By ERWIN CHLANDA
The BHP Foundation is donating $2m for professional shooters to cull camels on Aboriginal land whose residents are clearly making no effort to turn the feral beasts into an income earning venture.
The Central Land Council (CLC) announced last year that in Petermann and Haasts Bluff it had “recently completed feral camel control work.
“Over 1000 camels and other feral animals were removed in an area covering over 27,000 sq kms after consultation with traditional owners.
“The Indigenous land owners have been proactive in wanting to manage this problem on their lands as it deeply impacts on their natural and cultural assets,” said a CLC spokesman.
“We will continue to work collaboratively with the 10 Deserts Project and the Northern Territory government to continue this important control work.”
The traditional owners’ proactivity clearly did not include mustering and marketing the resource.

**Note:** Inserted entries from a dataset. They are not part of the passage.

//! Commands: routing from nodes, resume directives from callers
//!
//! A [`Command`] plays two roles:
//!
//! **As node output** it carries a state update and a `goto` routing
//! directive, letting a node decide where control flows next:
//!
//! ```rust
//! use waypoint_core::Command;
//! use serde_json::json;
//!
//! let cmd = Command::new()
//!     .with_update(json!({"status": "approved"}))
//!     .with_goto("tools");
//! ```
//!
//! **As graph input** it resumes a paused thread. `resume` answers the
//! pending suspension request(s), `update` edits state before continuing and
//! `goto` redirects control flow, abandoning the pending work:
//!
//! ```rust
//! use waypoint_core::Command;
//! use serde_json::json;
//! use std::collections::HashMap;
//!
//! // Exactly one pending interrupt
//! let cmd = Command::resume(json!({"action": "continue"}));
//!
//! // Several pending interrupts, answered by id
//! let mut answers = HashMap::new();
//! answers.insert("3f2a...".to_string(), json!(true));
//! let cmd = Command::resume_map(answers);
//! ```

use serde::{Deserialize, Serialize};
use serde_json::Value;
use std::collections::HashMap;

/// Navigation target for the goto field
#[derive(Debug, Clone, Serialize, Deserialize, PartialEq)]
#[serde(untagged)]
pub enum GotoTarget {
    /// Single node name
    Node(String),
    /// Several nodes, run concurrently in the next step
    Nodes(Vec<String>),
}

impl GotoTarget {
    /// Target node names in order
    pub fn nodes(&self) -> Vec<String> {
        match self {
            GotoTarget::Node(node) => vec![node.clone()],
            GotoTarget::Nodes(nodes) => nodes.clone(),
        }
    }
}

impl From<String> for GotoTarget {
    fn from(node: String) -> Self {
        GotoTarget::Node(node)
    }
}

impl From<&str> for GotoTarget {
    fn from(node: &str) -> Self {
        GotoTarget::Node(node.to_string())
    }
}

impl From<Vec<String>> for GotoTarget {
    fn from(nodes: Vec<String>) -> Self {
        GotoTarget::Nodes(nodes)
    }
}

impl From<Vec<&str>> for GotoTarget {
    fn from(nodes: Vec<&str>) -> Self {
        GotoTarget::Nodes(nodes.into_iter().map(String::from).collect())
    }
}

/// Resume value for pending interrupts
#[derive(Debug, Clone, Serialize, Deserialize, PartialEq)]
#[serde(untagged)]
pub enum ResumeValue {
    /// Answer the only pending interrupt
    Single(Value),
    /// Answer interrupts by id
    ByInterruptId(HashMap<String, Value>),
}

impl From<Value> for ResumeValue {
    fn from(value: Value) -> Self {
        ResumeValue::Single(value)
    }
}

impl From<HashMap<String, Value>> for ResumeValue {
    fn from(map: HashMap<String, Value>) -> Self {
        ResumeValue::ByInterruptId(map)
    }
}

/// Update + routing directive
#[derive(Debug, Clone, Serialize, Deserialize, Default, PartialEq)]
pub struct Command {
    /// Partial state update
    #[serde(default, skip_serializing_if = "Option::is_none")]
    pub update: Option<Value>,

    /// Value(s) answering pending interrupts
    #[serde(default, skip_serializing_if = "Option::is_none")]
    pub resume: Option<ResumeValue>,

    /// Nodes to run next
    #[serde(default, skip_serializing_if = "Option::is_none")]
    pub goto: Option<GotoTarget>,
}

impl Command {
    pub fn new() -> Self {
        Self::default()
    }

    /// Resume the single pending interrupt with `value`
    pub fn resume(value: Value) -> Self {
        Self::new().with_resume(value)
    }

    /// Resume interrupts by id
    pub fn resume_map(values: HashMap<String, Value>) -> Self {
        Self::new().with_resume(values)
    }

    /// Redirect control flow to `target`
    pub fn goto(target: impl Into<GotoTarget>) -> Self {
        Self::new().with_goto(target)
    }

    /// Merge `values` into state
    pub fn update(values: Value) -> Self {
        Self::new().with_update(values)
    }

    pub fn with_update(mut self, update: Value) -> Self {
        self.update = Some(update);
        self
    }

    pub fn with_resume(mut self, resume: impl Into<ResumeValue>) -> Self {
        self.resume = Some(resume.into());
        self
    }

    pub fn with_goto(mut self, goto: impl Into<GotoTarget>) -> Self {
        self.goto = Some(goto.into());
        self
    }

    /// Check if the command carries nothing
    pub fn is_empty(&self) -> bool {
        self.update.is_none() && self.resume.is_none() && self.goto.is_none()
    }

    /// goto targets, empty when no goto was given
    pub fn goto_nodes(&self) -> Vec<String> {
        self.goto.as_ref().map(GotoTarget::nodes).unwrap_or_default()
    }
}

The 10 Deserts Project says it is “committed to supporting Indigenous organisations that want to manage feral camels on their country and we have allocated nearly $2m over the coming four years for control work”.
A CLC release says: “[The] 10 Deserts Project is led by Desert Support Services and aims to build the capacity of Indigenous groups to look after country for a range of economic, social, cultural and environmental outcomes.”
The Alice Springs News put questions including these to the land council: How many Aboriginal people are involved as workers in the project? How many camels have they caught and sold? How much money has that raised? Who were the buyers? How many camels have been culled?
The CLC replied: “The project was a cull and didn’t involve buying and selling.
“Our rangers and other staff provided on ground support while the culling was done by professional shooters.
“The $2m came from the BHP Foundation – for managing camels in the CLC region and beyond. Talk to them.
“Our latest annual report itemises the total numbers of camels we culled with funds from the 10 Deserts Projects on the Petermann and Haasts Bluff Aboriginal Land Trusts – 427 and 429 respectively,” said the CLC spokeswoman.